The defendant, under its appeal, contends that because of what it refers to as the retail-type nature of the work, the work of the taggers was not covered, even in the weeks when they tagged the shoes, much less in the rush weeks when they did not actually handle the shoes. We disagree with defendant's contentions as to both periods. With respect to those weeks when the shoes were actually tagged, see Mitchell v. Sunshine Department Stores, Inc., 292 F.2d 645 (5th Cir. 1961) and Wirtz v. Allied Outlet Stores, Inc., 15 WH Cases 690 (S.D.Ga.1962), rev'd per curiam, 324 F.2d 504 (5th Cir. 1963). The taggers were engaged in commerce also during the weeks of their more limited activity when, because of the rush, they were unable actually to touch the shoes and tag and tie them together, but nonetheless, devoted their full time to the preparation of the tickets, so that they could be inserted into the cases with the shoes and complete with the shoes their interstate journey to the retail stores. The defendant desired and caused these shoes to be tagged en route, in transit. This tagging operation was therefore an en route, in transit, interstate operation. Those who were engaged in the tagging operation were engaged in interstate commerce, those who made the tags as well as those who inserted them into the cases with the shoes. It was essentially one operation. In making the tags, the taggers were transferring to the tags some of the information placed originally on the receiving list. The employee who prepared the receiving list is engaged in commerce. Nunn's Battery & Electric Co. v. Goldberg, 298 F.2d 516, 521 (5th Cir. 1962). Those who inserted the tags into the cases are so engaged. See Mitchell v. Sunshine Department Stores, Inc., supra; Wirtz v. Allied Outlet Stores, Inc., supra. So too, are the taggers who performed the intermediate operation of making the tags.
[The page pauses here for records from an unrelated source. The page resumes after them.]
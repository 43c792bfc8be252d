//! Storage seam — the transactional primitives the query and merge engines run on.
//!
//! A backend hands out one [`CacheTx`] per public cache call. Everything the
//! call does goes through that transaction; dropping it without
//! [`CacheTx::commit`] discards every change.
//!
//! Implementations: `MemoryStore` and `SqliteStore` in `activitycache-storage`.

use std::collections::HashSet;

use async_trait::async_trait;

use crate::error::CacheError;
use crate::position::Position;
use crate::range::PositionRange;
use crate::types::{AssetKey, AssetRecord, OperationAsset, Scope, StoredActivity, StoredInterval};

/// Access mode requested when opening a transaction.
#[derive(Debug, Clone, Copy, PartialEq, Eq)]
pub enum TxMode {
    ReadOnly,
    ReadWrite,
}

impl TxMode {
    /// Fails with [`CacheError::ReadOnly`] unless writes are allowed.
    pub fn ensure_writable(self) -> Result<(), CacheError> {
        match self {
            Self::ReadWrite => Ok(()),
            Self::ReadOnly => Err(CacheError::ReadOnly),
        }
    }
}

/// A backend able to open cache transactions for one position type.
#[async_trait]
pub trait CacheStore<P: Position>: Send + Sync {
    /// Open a transaction spanning the activity, interval and asset tables.
    async fn begin(&self, mode: TxMode) -> Result<Box<dyn CacheTx<P>>, CacheError>;
}

/// One atomic unit of work against the three cache tables.
#[async_trait]
pub trait CacheTx<P: Position>: Send {
    fn mode(&self) -> TxMode;

    // ─── Intervals ────────────────────────────────────────────────────────────

    /// All intervals of `scope`, newest (greatest `upper`) first.
    async fn intervals(&mut self, scope: &Scope) -> Result<Vec<StoredInterval<P>>, CacheError>;

    /// All intervals of every scope under `(chain, account)`, newest first.
    async fn account_intervals(
        &mut self,
        chain: &str,
        account: &str,
    ) -> Result<Vec<StoredInterval<P>>, CacheError>;

    async fn insert_interval(
        &mut self,
        scope: &Scope,
        range: &PositionRange<P>,
    ) -> Result<i64, CacheError>;

    async fn delete_interval(&mut self, id: i64) -> Result<(), CacheError>;

    // ─── Activities ───────────────────────────────────────────────────────────

    /// Activities of `scope` with a position inside `range`, newest first.
    async fn activities_in_range(
        &mut self,
        scope: &Scope,
        range: &PositionRange<P>,
    ) -> Result<Vec<StoredActivity<P>>, CacheError>;

    /// Insert or replace (identity: scope + hash).
    async fn put_activity(&mut self, activity: StoredActivity<P>) -> Result<(), CacheError>;

    /// Returns the number of deleted activities.
    async fn delete_activities_in_range(
        &mut self,
        scope: &Scope,
        range: &PositionRange<P>,
    ) -> Result<u64, CacheError>;

    /// Drop every interval and activity of `(chain, account)`.
    /// Returns `(intervals, activities)` deleted.
    async fn delete_account(&mut self, chain: &str, account: &str) -> Result<(u64, u64), CacheError>;

    /// Registry ids referenced by any stored activity of `chain`, across accounts.
    async fn referenced_asset_ids(&mut self, chain: &str) -> Result<HashSet<i64>, CacheError>;

    // ─── Asset registry ───────────────────────────────────────────────────────

    async fn asset_by_key(&mut self, key: &AssetKey) -> Result<Option<AssetRecord>, CacheError>;

    async fn assets_by_ids(&mut self, ids: &[i64]) -> Result<Vec<AssetRecord>, CacheError>;

    /// Create a registry entry and return its id.
    async fn insert_asset(&mut self, key: &AssetKey, asset: &OperationAsset) -> Result<i64, CacheError>;

    /// Ids of every registry entry of `chain`.
    async fn asset_ids(&mut self, chain: &str) -> Result<Vec<i64>, CacheError>;

    async fn delete_assets(&mut self, ids: &[i64]) -> Result<(), CacheError>;

    // ─── Lifecycle ────────────────────────────────────────────────────────────

    /// Make every change of this transaction visible. A second call is a no-op.
    async fn commit(&mut self) -> Result<(), CacheError>;
}

/// Sort activities newest first; equal positions order by hash, descending.
pub fn sort_newest_first<P: Position>(activities: &mut [StoredActivity<P>]) {
    activities.sort_by(|a, b| {
        b.position
            .cmp(&a.position)
            .then_with(|| b.hash.cmp(&a.hash))
    });
}

/// Sort intervals by `upper`, newest first.
pub fn sort_intervals_newest_first<P: Position>(intervals: &mut [StoredInterval<P>]) {
    intervals.sort_by(|a, b| b.range.upper.cmp(&a.range.upper));
}
//! Query engine — answers "activities older than P" from the closest known interval.

use tracing::debug;

use crate::assets::attach_assets;
use crate::error::CacheError;
use crate::position::Position;
use crate::range::PositionRange;
use crate::store::CacheTx;
use crate::types::{Activity, ClosestInterval, ClosestIntervalQuery, Scope, StoredInterval};

/// Find the most relevant interval for `query` and load its activities.
///
/// Returns `Ok(None)` when neither the filtered nor the catch-all scope has an
/// interval holding anything older than `older_than`.
pub(crate) async fn closest_interval<P: Position>(
    tx: &mut dyn CacheTx<P>,
    query: &ClosestIntervalQuery<P>,
    default_max_items: Option<usize>,
) -> Result<Option<ClosestInterval<P>>, CacheError> {
    let scope = query.scope();
    let older_than = query.older_than.as_ref();

    let filtered = newest_candidate(tx.intervals(&scope).await?, older_than);
    let catch_all = if scope.is_catch_all() {
        None
    } else {
        newest_candidate(tx.intervals(&scope.to_catch_all()).await?, older_than)
    };

    let chosen = match (filtered, catch_all) {
        (None, None) => return Ok(None),
        (Some(f), None) => f,
        (None, Some(c)) => c,
        // Ties favour the filter-specific interval
        (Some(f), Some(c)) => {
            if c.range.upper > f.range.upper {
                c
            } else {
                f
            }
        }
    };

    let upper = match older_than {
        Some(limit) if limit < &chosen.range.upper => limit.clone(),
        _ => chosen.range.upper.clone(),
    };
    let window = PositionRange::new(chosen.range.lower.clone(), upper);

    let mut stored = tx.activities_in_range(&chosen.scope, &window).await?;
    let mut lower_limit = window.lower.clone();
    if let Some(max) = query.max_items.or(default_max_items).filter(|n| *n > 0) {
        if stored.len() > max {
            stored.truncate(max);
            if let Some(last) = stored.last() {
                lower_limit = last.position.clone();
            }
        }
    }

    let mut activities = attach_assets(tx, stored).await?;
    if !scope.is_catch_all() && chosen.scope.is_catch_all() {
        activities = narrow_to_filter(activities, &scope);
    }

    debug!(
        chain = %scope.chain,
        account = %scope.account,
        filter = %scope.filter,
        from_catch_all = chosen.scope.is_catch_all(),
        upper = %window.upper,
        lower = %lower_limit,
        count = activities.len(),
        "closest interval loaded"
    );

    Ok(Some(ClosestInterval {
        activities,
        upper_limit: window.upper,
        lower_limit,
    }))
}

/// The interval with the greatest `upper` among those holding positions
/// older than `older_than`.
fn newest_candidate<P: Position>(
    intervals: Vec<StoredInterval<P>>,
    older_than: Option<&P>,
) -> Option<StoredInterval<P>> {
    intervals
        .into_iter()
        .filter(|i| older_than.map_or(true, |limit| &i.range.lower < limit))
        .max_by(|a, b| a.range.upper.cmp(&b.range.upper))
}

/// Keep only operations touching the filtered asset; drop emptied activities.
fn narrow_to_filter<P: Position>(activities: Vec<Activity<P>>, scope: &Scope) -> Vec<Activity<P>> {
    activities
        .into_iter()
        .filter_map(|mut activity| {
            activity.operations.retain(|op| {
                op.asset
                    .as_ref()
                    .map_or(false, |asset| asset.matches_filter(&scope.filter))
            });
            (!activity.operations.is_empty()).then_some(activity)
        })
        .collect()
}
//! Positions — the totally ordered pointers that bound activities and intervals.
//!
//! Every range algorithm in this crate is written against [`Position`], so the
//! two chain families share one query/merge engine:
//!
//! - [`BlockHeight`] — EVM-style chains, a plain block number.
//! - [`LevelPointer`] — Tezos-style chains, a `(hash, level?, timestamp)` tuple.

use std::cmp::Ordering;
use std::fmt;
use std::str::FromStr;

use chrono::{DateTime, Duration, SecondsFormat, Utc};
use serde::de::DeserializeOwned;
use serde::{Deserialize, Serialize};

use crate::error::CacheError;

/// The chain family a position type belongs to.
#[derive(Debug, Clone, Copy, PartialEq, Eq, Hash, Serialize, Deserialize)]
#[serde(rename_all = "lowercase")]
pub enum ChainFamily {
    /// Integer block heights.
    Evm,
    /// Composite level/timestamp/hash pointers.
    Tezos,
}

impl ChainFamily {
    /// Storage discriminant (`"evm"` / `"tezos"`).
    pub fn as_str(&self) -> &'static str {
        match self {
            Self::Evm => "evm",
            Self::Tezos => "tezos",
        }
    }
}

impl fmt::Display for ChainFamily {
    fn fmt(&self, f: &mut fmt::Formatter<'_>) -> fmt::Result {
        f.write_str(self.as_str())
    }
}

impl FromStr for ChainFamily {
    type Err = CacheError;

    fn from_str(s: &str) -> Result<Self, Self::Err> {
        match s.to_ascii_lowercase().as_str() {
            "evm" => Ok(Self::Evm),
            "tezos" => Ok(Self::Tezos),
            other => Err(CacheError::InvalidInput(format!("unknown chain family '{other}'"))),
        }
    }
}

/// A totally ordered pointer into one chain family's history.
pub trait Position:
    Clone + Ord + fmt::Debug + fmt::Display + Serialize + DeserializeOwned + Send + Sync + 'static
{
    /// The family this position type serves.
    const FAMILY: ChainFamily;

    /// Oldest possible position; the lower bound asserted by an empty write.
    fn genesis() -> Self;

    /// A synthetic position `steps` steps newer (negative: older) than `self`.
    fn shift(&self, steps: i64) -> Result<Self, CacheError>;

    /// Column values a storage backend can index and range-filter on.
    fn sort_key(&self) -> SortKey<'_>;
}

/// Indexable form of a position.
///
/// Two positions of one family compare by `ordinal` when both carry one,
/// otherwise by `timestamp`.
#[derive(Debug, Clone, Copy, PartialEq, Eq)]
pub struct SortKey<'a> {
    /// Block height or level.
    pub ordinal: Option<u64>,
    /// RFC 3339 UTC timestamp.
    pub timestamp: Option<&'a str>,
}

// ─── BlockHeight ──────────────────────────────────────────────────────────────

/// Block number on an integer-height chain.
#[derive(Debug, Clone, Copy, PartialEq, Eq, PartialOrd, Ord, Hash, Serialize, Deserialize)]
#[serde(transparent)]
pub struct BlockHeight(pub u64);

impl fmt::Display for BlockHeight {
    fn fmt(&self, f: &mut fmt::Formatter<'_>) -> fmt::Result {
        write!(f, "{}", self.0)
    }
}

impl From<u64> for BlockHeight {
    fn from(height: u64) -> Self {
        Self(height)
    }
}

impl Position for BlockHeight {
    const FAMILY: ChainFamily = ChainFamily::Evm;

    fn genesis() -> Self {
        Self(0)
    }

    fn shift(&self, steps: i64) -> Result<Self, CacheError> {
        Ok(Self(self.0.saturating_add_signed(steps)))
    }

    fn sort_key(&self) -> SortKey<'_> {
        SortKey {
            ordinal: Some(self.0),
            timestamp: None,
        }
    }
}

// ─── LevelPointer ─────────────────────────────────────────────────────────────

/// Pointer on a level/timestamp chain.
///
/// Two pointers compare by `level` when both carry one, otherwise by
/// `timestamp` (RFC 3339 UTC strings sort lexicographically). The `hash` never
/// takes part in ordering; synthetic boundary pointers carry an empty hash.
#[derive(Debug, Clone, Serialize, Deserialize)]
pub struct LevelPointer {
    pub hash: String,
    #[serde(default, skip_serializing_if = "Option::is_none")]
    pub level: Option<u64>,
    pub timestamp: String,
}

impl LevelPointer {
    pub fn new(hash: impl Into<String>, level: Option<u64>, timestamp: impl Into<String>) -> Self {
        Self {
            hash: hash.into(),
            level,
            timestamp: timestamp.into(),
        }
    }

    /// Returns `true` for boundary markers built by [`Position::shift`] or
    /// [`Position::genesis`].
    pub fn is_synthetic(&self) -> bool {
        self.hash.is_empty()
    }
}

impl Ord for LevelPointer {
    fn cmp(&self, other: &Self) -> Ordering {
        match (self.level, other.level) {
            (Some(a), Some(b)) => a.cmp(&b),
            _ => self.timestamp.cmp(&other.timestamp),
        }
    }
}

impl PartialOrd for LevelPointer {
    fn partial_cmp(&self, other: &Self) -> Option<Ordering> {
        Some(self.cmp(other))
    }
}

impl PartialEq for LevelPointer {
    fn eq(&self, other: &Self) -> bool {
        self.cmp(other) == Ordering::Equal
    }
}

impl Eq for LevelPointer {}

impl fmt::Display for LevelPointer {
    fn fmt(&self, f: &mut fmt::Formatter<'_>) -> fmt::Result {
        match self.level {
            Some(level) => write!(f, "level {level} ({})", self.timestamp),
            None => f.write_str(&self.timestamp),
        }
    }
}

impl Position for LevelPointer {
    const FAMILY: ChainFamily = ChainFamily::Tezos;

    fn genesis() -> Self {
        Self::new("", Some(0), "1970-01-01T00:00:00Z")
    }

    fn shift(&self, steps: i64) -> Result<Self, CacheError> {
        let parsed = DateTime::parse_from_rfc3339(&self.timestamp)
            .map_err(|e| CacheError::Position(format!("'{}': {e}", self.timestamp)))?;
        let shifted = parsed.with_timezone(&Utc) + Duration::seconds(steps);

        Ok(Self {
            hash: String::new(),
            level: self.level.map(|l| l.saturating_add_signed(steps)),
            timestamp: shifted.to_rfc3339_opts(SecondsFormat::Secs, true),
        })
    }

    fn sort_key(&self) -> SortKey<'_> {
        SortKey {
            ordinal: self.level,
            timestamp: Some(&self.timestamp),
        }
    }
}

// ─── Tests ────────────────────────────────────────────────────────────────────
//! Shared types: scopes, activities, operations, registry entries and the
//! request/response shapes of the public operations.

use serde::{Deserialize, Serialize};

use crate::range::PositionRange;

/// Token id stored in the registry for fungible (non-NFT) assets.
pub const FUNGIBLE_TOKEN_ID: &str = "-1";

// ─── Scope ────────────────────────────────────────────────────────────────────

/// The `(chain, account, filter)` key that partitions intervals and activities.
///
/// An empty `filter` is the catch-all scope ("all contracts/assets").
#[derive(Debug, Clone, PartialEq, Eq, Hash, PartialOrd, Ord, Serialize, Deserialize)]
pub struct Scope {
    pub chain: String,
    pub account: String,
    pub filter: String,
}

impl Scope {
    pub fn new(chain: impl Into<String>, account: impl Into<String>, filter: impl Into<String>) -> Self {
        Self {
            chain: chain.into(),
            account: account.into(),
            filter: filter.into(),
        }
    }

    /// The catch-all scope of `(chain, account)`.
    pub fn catch_all(chain: impl Into<String>, account: impl Into<String>) -> Self {
        Self::new(chain, account, "")
    }

    pub fn is_catch_all(&self) -> bool {
        self.filter.is_empty()
    }

    /// The catch-all sibling of this scope.
    pub fn to_catch_all(&self) -> Self {
        Self::catch_all(self.chain.clone(), self.account.clone())
    }
}

// ─── Intervals ────────────────────────────────────────────────────────────────

/// A persisted claim: every activity of the scope within `range` is stored.
#[derive(Debug, Clone, PartialEq, Eq, Serialize, Deserialize)]
pub struct StoredInterval<P> {
    /// Backend-assigned identity.
    pub id: i64,
    pub scope: Scope,
    pub range: PositionRange<P>,
}

// ─── Activities ───────────────────────────────────────────────────────────────

/// What an operation did, from the account's point of view.
#[derive(Debug, Clone, Copy, PartialEq, Eq, Hash, Serialize, Deserialize)]
#[serde(rename_all = "lowercase")]
pub enum OperationKind {
    Send,
    Receive,
    Interaction,
    Approve,
    Other,
}

/// Asset moved by an operation, as handed to and returned from the cache.
#[derive(Debug, Clone, PartialEq, Eq, Serialize, Deserialize)]
pub struct OperationAsset {
    /// Token contract address.
    pub contract: String,
    /// `None` for fungible tokens.
    #[serde(default, skip_serializing_if = "Option::is_none")]
    pub token_id: Option<String>,
    pub symbol: String,
    pub decimals: u8,
    #[serde(default, skip_serializing_if = "Option::is_none")]
    pub icon_url: Option<String>,
    #[serde(default)]
    pub nft: bool,
    /// Signed amount in atomic units (e.g. `"-1500000"`).
    pub amount: String,
}

impl OperationAsset {
    /// The token id as stored in the registry (fungible sentinel when absent).
    pub fn registry_token_id(&self) -> &str {
        self.token_id.as_deref().unwrap_or(FUNGIBLE_TOKEN_ID)
    }

    /// Returns `true` if a scope filter selects this asset.
    ///
    /// A filter names either the contract (`"0xA0b8…"`) or a single token of
    /// it (`"KT1…_0"`); matching is ASCII case-insensitive.
    pub fn matches_filter(&self, filter: &str) -> bool {
        if filter.eq_ignore_ascii_case(&self.contract) {
            return true;
        }
        match filter.rsplit_once('_') {
            Some((contract, token_id)) => {
                contract.eq_ignore_ascii_case(&self.contract)
                    && token_id == self.registry_token_id()
            }
            None => false,
        }
    }
}

/// One effect within an activity.
#[derive(Debug, Clone, PartialEq, Eq, Serialize, Deserialize)]
pub struct Operation {
    pub kind: OperationKind,
    pub from: String,
    pub to: String,
    #[serde(default, skip_serializing_if = "Option::is_none")]
    pub asset: Option<OperationAsset>,
}

/// One historical on-chain event visible to an account.
#[derive(Debug, Clone, PartialEq, Eq, Serialize, Deserialize)]
pub struct Activity<P> {
    pub chain: String,
    /// Transaction / operation-group hash.
    pub hash: String,
    pub position: P,
    pub operations: Vec<Operation>,
}

// ─── Storage records ──────────────────────────────────────────────────────────

/// Per-operation pointer into the asset registry.
#[derive(Debug, Clone, PartialEq, Eq, Serialize, Deserialize)]
pub struct AssetRef {
    pub asset_id: i64,
    pub amount: String,
}

/// An operation as persisted: the asset metadata lives in the registry.
#[derive(Debug, Clone, PartialEq, Eq, Serialize, Deserialize)]
pub struct StoredOperation {
    pub kind: OperationKind,
    pub from: String,
    pub to: String,
    #[serde(default, skip_serializing_if = "Option::is_none")]
    pub asset: Option<AssetRef>,
}

/// An activity as persisted under a scope.
#[derive(Debug, Clone, PartialEq, Eq, Serialize, Deserialize)]
pub struct StoredActivity<P> {
    pub scope: Scope,
    pub hash: String,
    pub position: P,
    pub operations: Vec<StoredOperation>,
}

impl<P> StoredActivity<P> {
    /// Registry ids referenced by this activity's operations.
    pub fn asset_ids(&self) -> impl Iterator<Item = i64> + '_ {
        self.operations.iter().filter_map(|op| op.asset.as_ref().map(|a| a.asset_id))
    }
}

/// Deduplication key of a registry entry.
#[derive(Debug, Clone, PartialEq, Eq, Hash, PartialOrd, Ord, Serialize, Deserialize)]
pub struct AssetKey {
    pub chain: String,
    pub contract: String,
    pub token_id: String,
}

impl AssetKey {
    pub fn for_asset(chain: &str, asset: &OperationAsset) -> Self {
        Self {
            chain: chain.to_string(),
            contract: asset.contract.clone(),
            token_id: asset.registry_token_id().to_string(),
        }
    }
}

/// A deduplicated asset-registry entry.
#[derive(Debug, Clone, PartialEq, Eq, Serialize, Deserialize)]
pub struct AssetRecord {
    pub id: i64,
    pub chain: String,
    pub contract: String,
    /// Real token id, or [`FUNGIBLE_TOKEN_ID`].
    pub token_id: String,
    pub symbol: String,
    pub decimals: u8,
    pub icon_url: Option<String>,
    pub nft: bool,
}

impl AssetRecord {
    /// Rebuild the API-side asset for an operation that moved `amount`.
    pub fn to_operation_asset(&self, amount: &str) -> OperationAsset {
        OperationAsset {
            contract: self.contract.clone(),
            token_id: (self.token_id != FUNGIBLE_TOKEN_ID).then(|| self.token_id.clone()),
            symbol: self.symbol.clone(),
            decimals: self.decimals,
            icon_url: self.icon_url.clone(),
            nft: self.nft,
            amount: amount.to_string(),
        }
    }
}

// ─── Requests / responses ─────────────────────────────────────────────────────

/// Arguments of `get_closest_interval`.
#[derive(Debug, Clone)]
pub struct ClosestIntervalQuery<P> {
    pub chain: String,
    pub account: String,
    /// Empty = catch-all.
    pub filter: String,
    /// Only activities strictly older than this pointer; `None` = newest.
    pub older_than: Option<P>,
    /// Cap on returned activities; `None` or `0` = unbounded.
    pub max_items: Option<usize>,
}

impl<P> ClosestIntervalQuery<P> {
    pub fn new(chain: impl Into<String>, account: impl Into<String>) -> Self {
        Self {
            chain: chain.into(),
            account: account.into(),
            filter: String::new(),
            older_than: None,
            max_items: None,
        }
    }

    pub fn filter(mut self, filter: impl Into<String>) -> Self {
        self.filter = filter.into();
        self
    }

    pub fn older_than(mut self, position: P) -> Self {
        self.older_than = Some(position);
        self
    }

    pub fn max_items(mut self, n: usize) -> Self {
        self.max_items = Some(n);
        self
    }

    pub fn scope(&self) -> Scope {
        Scope::new(self.chain.clone(), self.account.clone(), self.filter.clone())
    }
}

/// Result of `get_closest_interval`.
#[derive(Debug, Clone, PartialEq, Eq)]
pub struct ClosestInterval<P> {
    /// Newest first.
    pub activities: Vec<Activity<P>>,
    /// Exclusive upper bound of what was answered.
    pub upper_limit: P,
    /// Inclusive lower bound; the oldest returned position when truncated.
    pub lower_limit: P,
}

/// Arguments of `put_activities`.
#[derive(Debug, Clone)]
pub struct PutActivities<P> {
    /// A contiguous chunk of history; any order.
    pub activities: Vec<Activity<P>>,
    pub chain: String,
    pub account: String,
    /// Empty = catch-all.
    pub filter: String,
    /// Exclusive upper bound of the chunk; derived from the newest activity when `None`.
    pub older_than: Option<P>,
}

impl<P> PutActivities<P> {
    pub fn new(chain: impl Into<String>, account: impl Into<String>, activities: Vec<Activity<P>>) -> Self {
        Self {
            activities,
            chain: chain.into(),
            account: account.into(),
            filter: String::new(),
            older_than: None,
        }
    }

    pub fn filter(mut self, filter: impl Into<String>) -> Self {
        self.filter = filter.into();
        self
    }

    pub fn older_than(mut self, position: P) -> Self {
        self.older_than = Some(position);
        self
    }
}

// ─── Tests ────────────────────────────────────────────────────────────────────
We do not approve the District Court's conclusion that the exemption of Section 13(a) (2) of the Act for employees of a retail or service establishment applies to these taggers during the weeks of their more limited activity. Not only was this question of exemption not properly before the Court for determination, defendant not having pleaded the exemption as a defense,1 but a central office and warehouse of a chain store system do not qualify for the "retail establishment" exemption.2 Defendant's reliance upon Montgomery Ward & Co. v. Antis, 158 F.2d 948 (6th Cir. 1947) is misplaced. Activities of warehouse employees there considered not covered by the Act, were activities "confined solely to merchandise which, physically or by sample, has already reached the retail stores and such services are rendered in respect to merchandise already sold to retail customers by the retail stores," and services relating to "merchandise received in the warehouse from interstate shipments before it is offered for sale at retail" were considered covered.

II

"Nancy Brent, while employed in defendant's office, was engaged in commerce within the meaning of the Fair Labor Standards Act."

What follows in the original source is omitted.